Depressione, demenza o declino cognitivo? Il cervello anziano protagonista delle Giornate Geriatriche

by Antonella Soccio

La ricerca sanitaria sulla malattia di Alzheimer e sulla demenza senile si concentra, oggi, sullo studio di terapie farmacologiche e di neuroriabilitazione volte a contrastare il lungo decorso dei processi patologici in persone che iniziano ad avere i primi segnali di riduzione delle capacità cognitive pur rimanendo nell’ambito della cosiddetta normalità funzionale.

La perdita di capacità psichiche è sempre un disturbo soggettivo, che contempla pattern chimico biologici e una serie di varianti cliniche. Di questo e molto altro si è parlato nelle Giornate Geriatriche volute dal Primario di Geriatria e direttore dell’Ospedale Lastaria di Lucera Massimo Zanasi e dal direttore di Neuroscienze del Policlinico Riuniti di Foggia Ciro Mundi.

Attraverso una molteplicità di interventi, tra cui quello del professor Giancarlo Logroscino, si è evidenziato come l’Alzheimer venga definito anche dalla deposizione di due proteine, l’aminoide e il tau, che fanno riconoscere lo stadio della neurodegenerazione in atto delle cellule.
La malattia Alzheimer viene definita solo dalla presenza di queste due proteine, solo dopo arrivano la sindrome amnestica e la parte biologica che fa capire la complessità della patologia. La diagnosi biologica è molto più frequente di quella clinica, laddove invece la genetica ha una influenza molto limitata. Si tratta, ha detto il luminare, di una delle malattie più prevenibili.
«Se uno fa le cose giuste si diminuisce il rischio del 40 per cento. E sono le stesse di una vita sana. I fattori di rischio sono la dieta, l’attività fisica regolare, il sonno, l’ipertensione, le malattie metaboliche. Ognuno deve cercare una maniera per trovare attività che stimolino le capacità cognitive e la connettività sociale, per assicurarsi che sia inserito in una rete di famiglia e sociale. La perdita della connessione sociale è il fattore di rischio più importante per la demenza e per la progressione più veloce verso la demenza. In Scandinavia si sperimenta da tempo un network di connessione sociale».
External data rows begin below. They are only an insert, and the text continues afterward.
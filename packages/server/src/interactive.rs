//! Interactive mode for the server.
//!
//! Prompts for the data directory, bind address and port before starting
//! the server.

use dialoguer::{Confirm, Input};

use crate::ServerConfig;

/// Runs the server in interactive mode, prompting for configuration.
///
/// Starts from [`ServerConfig::from_env`], lets the user override the data
/// directory, bind address and port, and delegates to
/// [`super::run_server`].
///
/// # Errors
///
/// Returns an `std::io::Result` error if the underlying server fails to
/// start.
#[allow(clippy::future_not_send)]
pub async fn run() -> std::io::Result<()> {
    println!("Mobility Map Server");
    println!();

    let mut config = ServerConfig::from_env();

    let data_dir: String = Input::new()
        .with_prompt("Data directory")
        .default(config.data_dir.display().to_string())
        .interact_text()
        .unwrap_or_else(|_| config.data_dir.display().to_string());
    config.data_dir = data_dir.into();

    config.bind_addr = Input::new()
        .with_prompt("Bind address")
        .default(config.bind_addr.clone())
        .interact_text()
        .unwrap_or_else(|_| config.bind_addr.clone());

    config.port = Input::new()
        .with_prompt("Port")
        .default(config.port)
        .interact_text()
        .unwrap_or(config.port);

    if !Confirm::new()
        .with_prompt(format!(
            "Start server on {}:{} with data from {}?",
            config.bind_addr,
            config.port,
            config.data_dir.display()
        ))
        .default(true)
        .interact()
        .unwrap_or(true)
    {
        println!("Cancelled.");
        return Ok(());
    }

    super::run_server(config).await
}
Depressione, demenza o declino cognitivo?
È spesso difficile capire se ci si trova di fronte ad una crescente tristezza o ad un deficit di memoria e di capacità cerebrali. Assai di frequente i sintomi sono identici. Il depresso è in uno stato confusionale tale da sembrare demente. Ecco perché è necessaria una rete che coinvolga geriatri, psichiatri e neurologi.
Gli anziani soffrono, come ha illustrato l’accademico Antonello Bellomo, di disturbi depressivi unipolari con depressioni minori e sintomi sottosoglia. Nel 2030 si passerà dal 12 al 22 per cento di popolazione anziana e il 15 per cento presenterà un disturbo psichico.
L’isolamento e il disaffiliamento sociale sono dei fattori di rischio insieme ad una rete sociale ridotta e ad indicatori socio economici bassi e al dolore cronico che non va mai sottovalutato essendo il primo motivo di suicidio tra gli anziani.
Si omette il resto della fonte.